RECORDED INFORMATION:
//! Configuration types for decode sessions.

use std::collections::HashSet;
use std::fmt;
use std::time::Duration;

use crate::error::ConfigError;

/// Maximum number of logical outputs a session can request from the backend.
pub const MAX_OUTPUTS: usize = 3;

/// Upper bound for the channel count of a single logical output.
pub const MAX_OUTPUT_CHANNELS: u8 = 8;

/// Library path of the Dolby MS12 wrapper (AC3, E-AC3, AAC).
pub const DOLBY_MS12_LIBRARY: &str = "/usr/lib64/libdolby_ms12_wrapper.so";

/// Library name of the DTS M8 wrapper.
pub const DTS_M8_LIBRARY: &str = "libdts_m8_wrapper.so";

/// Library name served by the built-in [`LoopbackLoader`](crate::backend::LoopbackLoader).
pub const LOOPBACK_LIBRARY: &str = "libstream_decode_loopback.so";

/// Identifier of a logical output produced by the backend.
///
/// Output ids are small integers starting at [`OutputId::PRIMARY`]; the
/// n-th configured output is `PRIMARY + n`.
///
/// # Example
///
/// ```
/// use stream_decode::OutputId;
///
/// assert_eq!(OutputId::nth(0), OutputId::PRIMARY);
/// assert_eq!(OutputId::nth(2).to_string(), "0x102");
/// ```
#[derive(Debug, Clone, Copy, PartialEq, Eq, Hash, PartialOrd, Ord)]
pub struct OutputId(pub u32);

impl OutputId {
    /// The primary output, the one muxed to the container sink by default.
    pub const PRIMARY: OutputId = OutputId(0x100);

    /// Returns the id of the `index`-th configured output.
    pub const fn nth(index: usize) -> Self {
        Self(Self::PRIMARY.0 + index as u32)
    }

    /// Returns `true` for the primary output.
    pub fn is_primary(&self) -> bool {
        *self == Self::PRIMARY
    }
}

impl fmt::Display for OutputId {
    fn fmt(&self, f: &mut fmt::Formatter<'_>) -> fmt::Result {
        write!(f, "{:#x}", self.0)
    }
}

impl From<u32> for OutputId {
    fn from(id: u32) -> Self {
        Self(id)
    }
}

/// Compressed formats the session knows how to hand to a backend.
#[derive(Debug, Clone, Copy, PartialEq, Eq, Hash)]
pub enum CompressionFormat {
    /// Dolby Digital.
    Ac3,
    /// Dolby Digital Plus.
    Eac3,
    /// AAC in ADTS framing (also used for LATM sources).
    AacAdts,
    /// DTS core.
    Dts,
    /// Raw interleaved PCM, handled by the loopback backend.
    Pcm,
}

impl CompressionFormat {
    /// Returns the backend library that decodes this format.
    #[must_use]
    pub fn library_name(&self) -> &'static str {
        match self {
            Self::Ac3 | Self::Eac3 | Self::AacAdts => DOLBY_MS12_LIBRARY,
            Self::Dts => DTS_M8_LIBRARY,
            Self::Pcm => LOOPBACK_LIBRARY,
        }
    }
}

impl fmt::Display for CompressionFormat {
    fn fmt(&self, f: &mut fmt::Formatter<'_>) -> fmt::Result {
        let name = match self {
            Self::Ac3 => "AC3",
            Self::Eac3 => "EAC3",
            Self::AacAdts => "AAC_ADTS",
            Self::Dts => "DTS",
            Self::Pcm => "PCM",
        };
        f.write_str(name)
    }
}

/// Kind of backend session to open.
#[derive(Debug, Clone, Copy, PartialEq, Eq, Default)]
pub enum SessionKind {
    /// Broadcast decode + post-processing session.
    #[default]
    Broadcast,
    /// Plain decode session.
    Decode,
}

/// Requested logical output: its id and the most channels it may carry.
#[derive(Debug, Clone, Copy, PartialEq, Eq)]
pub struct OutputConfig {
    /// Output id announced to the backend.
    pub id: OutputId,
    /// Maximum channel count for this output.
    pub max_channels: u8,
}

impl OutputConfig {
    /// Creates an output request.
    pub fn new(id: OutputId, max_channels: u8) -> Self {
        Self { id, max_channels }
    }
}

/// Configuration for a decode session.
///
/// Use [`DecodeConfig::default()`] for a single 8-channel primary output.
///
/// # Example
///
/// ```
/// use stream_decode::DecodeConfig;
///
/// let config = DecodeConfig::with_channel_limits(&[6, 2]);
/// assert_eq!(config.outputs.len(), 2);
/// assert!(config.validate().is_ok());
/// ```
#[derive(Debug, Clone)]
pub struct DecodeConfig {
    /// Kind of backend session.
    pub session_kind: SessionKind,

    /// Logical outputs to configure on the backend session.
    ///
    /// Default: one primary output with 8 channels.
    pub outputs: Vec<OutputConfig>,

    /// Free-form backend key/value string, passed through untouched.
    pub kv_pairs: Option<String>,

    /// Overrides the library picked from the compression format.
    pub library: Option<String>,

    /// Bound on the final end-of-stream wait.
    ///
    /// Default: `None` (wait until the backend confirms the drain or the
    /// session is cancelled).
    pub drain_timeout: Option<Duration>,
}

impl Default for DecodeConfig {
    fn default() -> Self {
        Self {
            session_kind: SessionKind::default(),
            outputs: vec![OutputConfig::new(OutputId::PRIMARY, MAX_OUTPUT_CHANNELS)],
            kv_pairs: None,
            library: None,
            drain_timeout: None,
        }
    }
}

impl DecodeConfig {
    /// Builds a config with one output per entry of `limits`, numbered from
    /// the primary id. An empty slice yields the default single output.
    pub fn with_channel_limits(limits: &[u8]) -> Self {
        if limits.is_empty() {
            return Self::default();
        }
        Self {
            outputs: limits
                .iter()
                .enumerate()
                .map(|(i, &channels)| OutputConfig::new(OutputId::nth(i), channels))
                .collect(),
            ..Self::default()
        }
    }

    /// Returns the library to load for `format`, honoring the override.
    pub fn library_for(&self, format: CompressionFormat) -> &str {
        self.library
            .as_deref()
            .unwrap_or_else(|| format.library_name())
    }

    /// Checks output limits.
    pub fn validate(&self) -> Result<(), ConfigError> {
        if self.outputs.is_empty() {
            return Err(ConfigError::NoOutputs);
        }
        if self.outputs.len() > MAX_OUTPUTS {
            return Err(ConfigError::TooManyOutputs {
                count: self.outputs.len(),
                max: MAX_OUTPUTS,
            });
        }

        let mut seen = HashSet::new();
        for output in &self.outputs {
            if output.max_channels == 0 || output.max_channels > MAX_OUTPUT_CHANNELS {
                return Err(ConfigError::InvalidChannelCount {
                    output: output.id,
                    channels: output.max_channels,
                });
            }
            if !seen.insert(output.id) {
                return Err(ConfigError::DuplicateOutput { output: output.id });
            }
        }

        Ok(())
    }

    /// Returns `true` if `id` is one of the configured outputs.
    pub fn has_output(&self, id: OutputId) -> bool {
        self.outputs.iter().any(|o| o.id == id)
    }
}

TASK DETAILS: Exactly reproduce the entries in their entirety.

ANSWER FOR THIS EXERCISE:
//! Configuration types for decode sessions.

use std::collections::HashSet;
use std::fmt;
use std::time::Duration;

use crate::error::ConfigError;

/// Maximum number of logical outputs a session can request from the backend.
pub const MAX_OUTPUTS: usize = 3;

/// Upper bound for the channel count of a single logical output.
pub const MAX_OUTPUT_CHANNELS: u8 = 8;

/// Library path of the Dolby MS12 wrapper (AC3, E-AC3, AAC).
pub const DOLBY_MS12_LIBRARY: &str = "/usr/lib64/libdolby_ms12_wrapper.so";

/// Library name of the DTS M8 wrapper.
pub const DTS_M8_LIBRARY: &str = "libdts_m8_wrapper.so";

/// Library name served by the built-in [`LoopbackLoader`](crate::backend::LoopbackLoader).
pub const LOOPBACK_LIBRARY: &str = "libstream_decode_loopback.so";

/// Identifier of a logical output produced by the backend.
///
/// Output ids are small integers starting at [`OutputId::PRIMARY`]; the
/// n-th configured output is `PRIMARY + n`.
///
/// # Example
///
/// ```
/// use stream_decode::OutputId;
///
/// assert_eq!(OutputId::nth(0), OutputId::PRIMARY);
/// assert_eq!(OutputId::nth(2).to_string(), "0x102");
/// ```
#[derive(Debug, Clone, Copy, PartialEq, Eq, Hash, PartialOrd, Ord)]
pub struct OutputId(pub u32);

impl OutputId {
    /// The primary output, the one muxed to the container sink by default.
    pub const PRIMARY: OutputId = OutputId(0x100);

    /// Returns the id of the `index`-th configured output.
    pub const fn nth(index: usize) -> Self {
        Self(Self::PRIMARY.0 + index as u32)
    }

    /// Returns `true` for the primary output.
    pub fn is_primary(&self) -> bool {
        *self == Self::PRIMARY
    }
}

impl fmt::Display for OutputId {
    fn fmt(&self, f: &mut fmt::Formatter<'_>) -> fmt::Result {
        write!(f, "{:#x}", self.0)
    }
}

impl From<u32> for OutputId {
    fn from(id: u32) -> Self {
        Self(id)
    }
}

/// Compressed formats the session knows how to hand to a backend.
#[derive(Debug, Clone, Copy, PartialEq, Eq, Hash)]
pub enum CompressionFormat {
    /// Dolby Digital.
    Ac3,
    /// Dolby Digital Plus.
    Eac3,
    /// AAC in ADTS framing (also used for LATM sources).
    AacAdts,
    /// DTS core.
    Dts,
    /// Raw interleaved PCM, handled by the loopback backend.
    Pcm,
}

impl CompressionFormat {
    /// Returns the backend library that decodes this format.
    #[must_use]
    pub fn library_name(&self) -> &'static str {
        match self {
            Self::Ac3 | Self::Eac3 | Self::AacAdts => DOLBY_MS12_LIBRARY,
            Self::Dts => DTS_M8_LIBRARY,
            Self::Pcm => LOOPBACK_LIBRARY,
        }
    }
}

impl fmt::Display for CompressionFormat {
    fn fmt(&self, f: &mut fmt::Formatter<'_>) -> fmt::Result {
        let name = match self {
            Self::Ac3 => "AC3",
            Self::Eac3 => "EAC3",
            Self::AacAdts => "AAC_ADTS",
            Self::Dts => "DTS",
            Self::Pcm => "PCM",
        };
        f.write_str(name)
    }
}

/// Kind of backend session to open.
#[derive(Debug, Clone, Copy, PartialEq, Eq, Default)]
pub enum SessionKind {
    /// Broadcast decode + post-processing session.
    #[default]
    Broadcast,
    /// Plain decode session.
    Decode,
}

/// Requested logical output: its id and the most channels it may carry.
#[derive(Debug, Clone, Copy, PartialEq, Eq)]
pub struct OutputConfig {
    /// Output id announced to the backend.
    pub id: OutputId,
    /// Maximum channel count for this output.
    pub max_channels: u8,
}

impl OutputConfig {
    /// Creates an output request.
    pub fn new(id: OutputId, max_channels: u8) -> Self {
        Self { id, max_channels }
    }
}

/// Configuration for a decode session.
///
/// Use [`DecodeConfig::default()`] for a single 8-channel primary output.
///
/// # Example
///
/// ```
/// use stream_decode::DecodeConfig;
///
/// let config = DecodeConfig::with_channel_limits(&[6, 2]);
/// assert_eq!(config.outputs.len(), 2);
/// assert!(config.validate().is_ok());
/// ```
#[derive(Debug, Clone)]
pub struct DecodeConfig {
    /// Kind of backend session.
    pub session_kind: SessionKind,

    /// Logical outputs to configure on the backend session.
    ///
    /// Default: one primary output with 8 channels.
    pub outputs: Vec<OutputConfig>,

    /// Free-form backend key/value string, passed through untouched.
    pub kv_pairs: Option<String>,

    /// Overrides the library picked from the compression format.
    pub library: Option<String>,

    /// Bound on the final end-of-stream wait.
    ///
    /// Default: `None` (wait until the backend confirms the drain or the
    /// session is cancelled).
    pub drain_timeout: Option<Duration>,
}

impl Default for DecodeConfig {
    fn default() -> Self {
        Self {
            session_kind: SessionKind::default(),
            outputs: vec![OutputConfig::new(OutputId::PRIMARY, MAX_OUTPUT_CHANNELS)],
            kv_pairs: None,
            library: None,
            drain_timeout: None,
        }
    }
}

impl DecodeConfig {
    /// Builds a config with one output per entry of `limits`, numbered from
    /// the primary id. An empty slice yields the default single output.
    pub fn with_channel_limits(limits: &[u8]) -> Self {
        if limits.is_empty() {
            return Self::default();
        }
        Self {
            outputs: limits
                .iter()
                .enumerate()
                .map(|(i, &channels)| OutputConfig::new(OutputId::nth(i), channels))
                .collect(),
            ..Self::default()
        }
    }

    /// Returns the library to load for `format`, honoring the override.
    pub fn library_for(&self, format: CompressionFormat) -> &str {
        self.library
            .as_deref()
            .unwrap_or_else(|| format.library_name())
    }

    /// Checks output limits.
    pub fn validate(&self) -> Result<(), ConfigError> {
        if self.outputs.is_empty() {
            return Err(ConfigError::NoOutputs);
        }
        if self.outputs.len() > MAX_OUTPUTS {
            return Err(ConfigError::TooManyOutputs {
                count: self.outputs.len(),
                max: MAX_OUTPUTS,
            });
        }

        let mut seen = HashSet::new();
        for output in &self.outputs {
            if output.max_channels == 0 || output.max_channels > MAX_OUTPUT_CHANNELS {
                return Err(ConfigError::InvalidChannelCount {
                    output: output.id,
                    channels: output.max_channels,
                });
            }
            if !seen.insert(output.id) {
                return Err(ConfigError::DuplicateOutput { output: output.id });
            }
        }

        Ok(())
    }

    /// Returns `true` if `id` is one of the configured outputs.
    pub fn has_output(&self, id: OutputId) -> bool {
        self.outputs.iter().any(|o| o.id == id)
    }
}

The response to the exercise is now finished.